Она не отвечала, только взглянула мне прямо в глаза, и от этого взгляда лицо мое запылало; затем она, уже спокойнее, пустила лошадь по дороге к дому. Возвращались мы шагом, не обмениваясь ни словом, лошади шли бок о бок, голова к голове, покрывая друг друга пеной. Возле садовой решетки Мадлен спешилась, пошла по двору, похлестывая посыпанную песком землю; поднялась прямо к себе и не выходила до вечера.
В восемь часов доставили почту. Одно письмо было от господина де Ньевра. Распечатывая его, Мадлен изменилась в лице.
– Господин де Ньевр здоров, – проговорила она, – он вернется не ранее, чем в следующем месяце.
Затем она сослалась на крайнее утомление и ушла к себе.
Эта ночь прошла так же, как предшествовавшие: я провел ее на ногах и без сна. Весть от господина де Ньевра, при всей банальности сообщаемого, оттолкнула нас друг от друга, словно голос, которым заявляли о себе тысячи запретов, забытых нами. Напиши он одну только фразу: «Я жив», – предупреждение было бы ясно вполне. Я решил, что уеду завтра, с той же непререкаемостью, с какою прежде решил приехать: не раздумывая и не строя планов. В полночь у Мадлен еще горел свет. Я знал об этом, потому что как раз напротив ее спальни была купа кленов, и красноватый отблеск из ее окна, ложась на их кроны, каждую ночь сообщал мне, в какое время Мадлен отходила ко сну. Чаще всего это случалось очень поздно. В час после полуночи отсвет еще не померк. Я надел мягкие туфли и в потемках спустился по лестнице. Так я добрался до двери, которая вела на половину Мадлен, находившуюся напротив половины Жюли, в самом конце длиннейшего коридора. В отсутствие мужа при ней оставалась одна только горничная. Я прислушался: несколько раз до меня как будто донеслось сухое покашливание, характерное для Мадлен в минуты досады или сильного раздражения.
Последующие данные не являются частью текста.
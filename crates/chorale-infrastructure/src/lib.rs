// SPDX-License-Identifier: GPL-3.0-or-later
pub mod repositories;
pub mod sqlite_adapters;

pub use sqlx::SqlitePool;

use anyhow::Result;
use chorale_config::AppConfig;
use sqlx::sqlite::SqlitePoolOptions;
use std::path::Path;
use tracing::info;

pub async fn init_database(config: &AppConfig) -> Result<SqlitePool> {
    info!(target: "infrastructure", "initializing database");

    let db_url = normalize_sqlite_url(&config.database.url)?;

    info!(target: "infrastructure", db_url = %db_url, "connecting to database");

    let pool = SqlitePoolOptions::new()
        .max_connections(config.database.pool_max_size)
        .connect(&db_url)
        .await?;

    info!(target: "infrastructure", db_url = %config.database.url, "running migrations");
    sqlx::migrate!("../../migrations").run(&pool).await?;

    info!(target: "infrastructure", "database initialized successfully");
    Ok(pool)
}

/// Turn a `sqlite://relative/file.db` URL into an absolute, create-on-open one.
///
/// In-memory URLs and anything that is not `sqlite://` pass through untouched.
fn normalize_sqlite_url(url: &str) -> Result<String> {
    if !url.starts_with("sqlite://") || url.starts_with("sqlite://:memory:") {
        return Ok(url.to_string());
    }

    let db_path = url.trim_start_matches("sqlite://");
    let (db_path, _query) = db_path.split_once('?').unwrap_or((db_path, ""));
    let path = Path::new(db_path);

    if let Some(parent) = path.parent() {
        if !parent.as_os_str().is_empty() {
            std::fs::create_dir_all(parent)?;
            info!(target: "infrastructure", path = %parent.display(), "created database directory");
        }
    }

    let absolute_path = if path.is_absolute() {
        path.to_path_buf()
    } else {
        std::env::current_dir()?.join(path)
    };

    // SQLite accepts forward slashes on every platform
    let path_str = absolute_path.to_string_lossy().replace('\\', "/");
    Ok(format!("sqlite://{}?mode=rwc", path_str))
}
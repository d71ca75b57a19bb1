use nu_ansi_term::{Color, Style};

fn styled(color: Color, text: &str, is_bold: bool) -> String {
    let style = if is_bold {
        color.bold()
    } else {
        Style::new().fg(color)
    };
    style.paint(text).to_string()
}

pub fn red(text: &str) -> String {
    styled(Color::LightRed, text, false)
}

pub fn green(text: &str) -> String {
    styled(Color::LightGreen, text, false)
}

pub fn yellow(text: &str) -> String {
    styled(Color::Yellow, text, false)
}

pub fn cyan(text: &str) -> String {
    styled(Color::Cyan, text, false)
}

pub fn white(text: &str) -> String {
    styled(Color::LightGray, text, false)
}

pub fn bold_cyan(text: &str) -> String {
    styled(Color::Cyan, text, true)
}
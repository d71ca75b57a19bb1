//! AI ストリーミングレスポンス処理
//!
//! OpenAI API からのストリーミングレスポンスを処理し、
//! テキスト応答と Tool Call を分離して返す。
//! テキストは受信しながらターミナルに表示する。
//! Ctrl-C (SIGINT) による中断にも対応する。

use std::io::{self, Write};

use anyhow::{Context, Result};
use async_openai::{config::OpenAIConfig, types::CreateChatCompletionRequest, Client};
use futures_util::StreamExt;
use tokio::signal::unix::{signal, SignalKind};
use tracing::{debug, info, warn};

use crate::cli::assistant::{
    assistant_print_chunk, assistant_print_end, assistant_print_prefix, assistant_spinner,
};
use crate::cli::color::red;

use super::tools::call::{accumulate_tool_call, ToolCallAccumulator};

/// ストリーム処理の結果
pub struct StreamResult {
    /// ストリーミングで受信したテキスト全文
    pub full_text: String,
    /// 蓄積された Tool Call
    pub tool_calls: Vec<ToolCallAccumulator>,
    /// Ctrl-C (SIGINT) でストリームが中断されたかどうか
    pub interrupted: bool,
}

/// ストリーミングレスポンスを処理し、テキストと Tool Call を分離して返す。
pub async fn process_stream(
    client: &Client<OpenAIConfig>,
    request: CreateChatCompletionRequest,
) -> Result<StreamResult> {
    // SIGINT (Ctrl-C) リスナーを作成。
    // tokio::signal::unix::signal() は作成時点以降のシグナルのみ受け取る。
    let mut sigint =
        signal(SignalKind::interrupt()).context("Failed to register SIGINT handler")?;

    // ローディングスピナーを開始
    let spinner = assistant_spinner();

    // API 接続待ちも Ctrl-C で中断できるようにする
    let chat = client.chat();
    let mut stream = tokio::select! {
        result = chat.create_stream(request) => {
            match result {
                Ok(s) => s,
                Err(e) => {
                    spinner.finish_and_clear();
                    return Err(anyhow::anyhow!(e).context("Failed to create chat stream"));
                }
            }
        }
        _ = sigint.recv() => {
            info!("Ctrl-C received while waiting for API connection, interrupting");
            spinner.finish_and_clear();
            return Ok(StreamResult {
                full_text: String::new(),
                tool_calls: vec![],
                interrupted: true,
            });
        }
    };

    debug!("Stream created successfully, starting to process chunks");

    // ストリーミング処理: テキスト応答と Tool Call を分離して処理
    let mut full_text = String::new();
    let mut tool_calls: Vec<ToolCallAccumulator> = Vec::new();
    let mut started_text = false;
    let mut spinner_cleared = false;
    let mut chunk_count: u32 = 0;
    let mut interrupted = false;

    loop {
        tokio::select! {
            chunk = stream.next() => {
                let result = match chunk {
                    Some(r) => r,
                    None => break, // ストリーム終了
                };

                chunk_count += 1;
                let response = match result {
                    Ok(r) => r,
                    Err(e) => {
                        // ストリームエラーは警告を出して中断
                        warn!(
                            error = %e,
                            chunks_received = chunk_count,
                            text_so_far_len = full_text.len(),
                            "Stream error occurred"
                        );
                        if !spinner_cleared {
                            spinner.finish_and_clear();
                        }
                        if started_text {
                            assistant_print_end();
                        }
                        anyhow::bail!("Stream error: {e}");
                    }
                };

                for choice in &response.choices {
                    let delta = &choice.delta;

                    // テキスト応答の処理
                    if let Some(ref content) = delta.content {
                        if !started_text {
                            if !spinner_cleared {
                                spinner.finish_and_clear();
                                spinner_cleared = true;
                            }
                            assistant_print_prefix();
                            started_text = true;
                        }
                        assistant_print_chunk(content);
                        let _ = io::stdout().flush();
                        full_text.push_str(content);
                    }

                    // Tool Call の処理
                    if let Some(ref tc_chunks) = delta.tool_calls {
                        if !spinner_cleared {
                            spinner.finish_and_clear();
                            spinner_cleared = true;
                        }
                        debug!(
                            chunk = chunk_count,
                            tool_call_chunks = tc_chunks.len(),
                            "Received tool call chunk"
                        );
                        for chunk in tc_chunks {
                            accumulate_tool_call(&mut tool_calls, chunk);
                        }
                    }
                }
            }
            _ = sigint.recv() => {
                info!(
                    chunks_received = chunk_count,
                    text_so_far_len = full_text.len(),
                    "Ctrl-C received during AI streaming, interrupting"
                );
                interrupted = true;
                break;
            }
        }
    }

    // ストリーム完了 or 中断: スピナーがまだ残っていればクリア
    if !spinner_cleared {
        spinner.finish_and_clear();
    }

    if started_text {
        if interrupted {
            assistant_print_chunk(&red(" [interrupted]"));
            let _ = io::stdout().flush();
        }
        assistant_print_end();
    }

    debug!(
        total_chunks = chunk_count,
        full_text_length = full_text.len(),
        tool_calls_count = tool_calls.len(),
        started_text = started_text,
        interrupted = interrupted,
        "Stream processing completed"
    );

    Ok(StreamResult {
        full_text,
        tool_calls,
        interrupted,
    })
}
Я потрогал замочную скважину, ключ торчал снаружи. Я отошел, возвратился, отошел снова. Сердце мое готово было разорваться. Я был поистине как в дурмане и дрожал всем телом. Некоторое время я бродил по коридору в полной темноте, затем остановился как вкопанный, совершенно не соображая, что собираюсь делать. Та же нерассуждающая сила, которая в один прекрасный день погнала меня в Ньевр под впечатлением тревожной вести, которая занесла меня сюда, словно орудие случая, а может быть, словно орудие бедствия, теперь водила меня среди ночи по доверчиво спящему дому, подталкивала к спальне Мадлен и заставляла топтаться возле ее дверей, словно в сомнамбулическом сне.